----- Records shown -----

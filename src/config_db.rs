use std::{path::Path, str::FromStr};

use redb::{Database, ReadableDatabase, ReadableTable, TableDefinition};

use crate::{
    error::{Error, Result},
    fusion::ScoringConfig,
    search::{DEFAULT_THRESHOLD, DEFAULT_TOP_K},
};

const SETTINGS: TableDefinition<&str, &str> = TableDefinition::new("settings");

pub const TOP_K: &str = "top_k";
pub const THRESHOLD: &str = "threshold";
pub const KEYWORD_BONUS: &str = "keyword_bonus";
pub const DIRECT_CUTOFF: &str = "direct_cutoff";
pub const RESCUE_FACTOR: &str = "rescue_factor";
pub const DISTANCE_SCALE: &str = "distance_scale";
pub const POOL_FACTOR: &str = "pool_factor";

/// Every key accepted by [`ConfigDb::set_setting`].
pub const SETTING_KEYS: &[&str] = &[
    TOP_K,
    THRESHOLD,
    KEYWORD_BONUS,
    DIRECT_CUTOFF,
    RESCUE_FACTOR,
    DISTANCE_SCALE,
    POOL_FACTOR,
];

/// Per-query defaults, overridable from the command line.
#[derive(Debug, Clone, Copy, PartialEq)]
pub struct QueryDefaults {
    pub top_k: usize,
    pub threshold: f32,
}

/// Persistent string settings with typed accessors.
pub struct ConfigDb {
    db: Database,
}

impl ConfigDb {
    pub fn open(path: &Path) -> Result<Self> {
        let db = Database::create(path)?;

        let txn = db.begin_write()?;
        txn.open_table(SETTINGS)?;
        txn.commit()?;

        Ok(Self { db })
    }

    /// Store a setting after checking the key is known and the value
    /// parses for it.
    pub fn set_setting(&self, key: &str, value: &str) -> Result<()> {
        validate_setting(key, value)?;

        let txn = self.db.begin_write()?;
        {
            let mut table = txn.open_table(SETTINGS)?;
            table.insert(key, value.trim())?;
        }
        txn.commit()?;
        Ok(())
    }

    pub fn get_setting(&self, key: &str) -> Result<Option<String>> {
        let txn = self.db.begin_read()?;
        let table = txn.open_table(SETTINGS)?;
        Ok(table.get(key)?.map(|v| v.value().to_string()))
    }

    pub fn remove_setting(&self, key: &str) -> Result<bool> {
        let txn = self.db.begin_write()?;
        let removed = {
            let mut table = txn.open_table(SETTINGS)?;
            table.remove(key)?.is_some()
        };
        txn.commit()?;
        Ok(removed)
    }

    pub fn list_settings(&self) -> Result<Vec<(String, String)>> {
        let txn = self.db.begin_read()?;
        let table = txn.open_table(SETTINGS)?;
        let mut result = Vec::new();
        for entry in table.iter()? {
            let (k, v) = entry?;
            result.push((k.value().to_string(), v.value().to_string()));
        }
        Ok(result)
    }

    /// Scoring constants with stored overrides applied.
    pub fn scoring_config(&self) -> Result<ScoringConfig> {
        let defaults = ScoringConfig::default();
        Ok(ScoringConfig {
            keyword_bonus: self.parsed(KEYWORD_BONUS, defaults.keyword_bonus)?,
            direct_cutoff: self.parsed(DIRECT_CUTOFF, defaults.direct_cutoff)?,
            rescue_factor: self.parsed(RESCUE_FACTOR, defaults.rescue_factor)?,
            distance_scale: self
                .parsed(DISTANCE_SCALE, defaults.distance_scale)?,
            pool_factor: self.parsed(POOL_FACTOR, defaults.pool_factor)?,
        })
    }

    pub fn query_defaults(&self) -> Result<QueryDefaults> {
        Ok(QueryDefaults {
            top_k: self.parsed(TOP_K, DEFAULT_TOP_K)?,
            threshold: self.parsed(THRESHOLD, DEFAULT_THRESHOLD)?,
        })
    }

    /// Every known key with its effective value and whether it is stored.
    pub fn effective_settings(
        &self,
    ) -> Result<Vec<(&'static str, String, bool)>> {
        let scoring = self.scoring_config()?;
        let query = self.query_defaults()?;
        let stored = self.list_settings()?;

        Ok(SETTING_KEYS
            .iter()
            .map(|&key| {
                let value = match key {
                    TOP_K => query.top_k.to_string(),
                    THRESHOLD => query.threshold.to_string(),
                    KEYWORD_BONUS => scoring.keyword_bonus.to_string(),
                    DIRECT_CUTOFF => scoring.direct_cutoff.to_string(),
                    RESCUE_FACTOR => scoring.rescue_factor.to_string(),
                    DISTANCE_SCALE => scoring.distance_scale.to_string(),
                    _ => scoring.pool_factor.to_string(),
                };
                let is_set = stored.iter().any(|(k, _)| k == key);
                (key, value, is_set)
            })
            .collect())
    }

    fn parsed<T: FromStr>(&self, key: &str, default: T) -> Result<T>
    where
        T::Err: std::fmt::Display,
    {
        match self.get_setting(key)? {
            Some(raw) => raw.parse().map_err(|e| {
                Error::Config(format!("invalid value '{raw}' for {key}: {e}"))
            }),
            None => Ok(default),
        }
    }
}

impl std::fmt::Debug for ConfigDb {
    fn fmt(&self, f: &mut std::fmt::Formatter<'_>) -> std::fmt::Result {
        f.debug_struct("ConfigDb").finish_non_exhaustive()
    }
}

/// Reject unknown keys and values that would break ranking.
pub fn validate_setting(key: &str, value: &str) -> Result<()> {
    let value = value.trim();
    let invalid = |reason: &str| {
        Err(Error::Config(format!(
            "invalid value '{value}' for {key}: {reason}"
        )))
    };

    match key {
        TOP_K | POOL_FACTOR => match value.parse::<usize>() {
            Ok(0) => invalid("must be at least 1"),
            Ok(_) => Ok(()),
            Err(e) => invalid(&e.to_string()),
        },
        THRESHOLD | KEYWORD_BONUS | DIRECT_CUTOFF | RESCUE_FACTOR
        | DISTANCE_SCALE => match value.parse::<f32>() {
            Ok(v) if !v.is_finite() => invalid("must be finite"),
            Ok(v) if v < 0.0 => invalid("must not be negative"),
            Ok(v) if key == DISTANCE_SCALE && v == 0.0 => {
                invalid("must be positive")
            }
            Ok(_) => Ok(()),
            Err(e) => invalid(&e.to_string()),
        },
        _ => validate_setting_key(key),
    }
}

/// Reject keys that are not in [`SETTING_KEYS`].
pub fn validate_setting_key(key: &str) -> Result<()> {
    if SETTING_KEYS.iter().any(|k| *k == key) {
        return Ok(());
    }
    Err(Error::Config(format!(
        "unknown setting '{key}' (expected one of: {})",
        SETTING_KEYS.join(", ")
    )))
}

-----

> **To do**
A line qualifies when it holds the word "invalid"; report all qualifying lines from the records above.

> **Answer for this exercise**
                Error::Config(format!("invalid value '{raw}' for {key}: {e}"))
    let invalid = |reason: &str| {
            "invalid value '{value}' for {key}: {reason}"
            Ok(0) => invalid("must be at least 1"),
            Err(e) => invalid(&e.to_string()),
            Ok(v) if !v.is_finite() => invalid("must be finite"),
            Ok(v) if v < 0.0 => invalid("must not be negative"),
                invalid("must be positive")
            Err(e) => invalid(&e.to_string()),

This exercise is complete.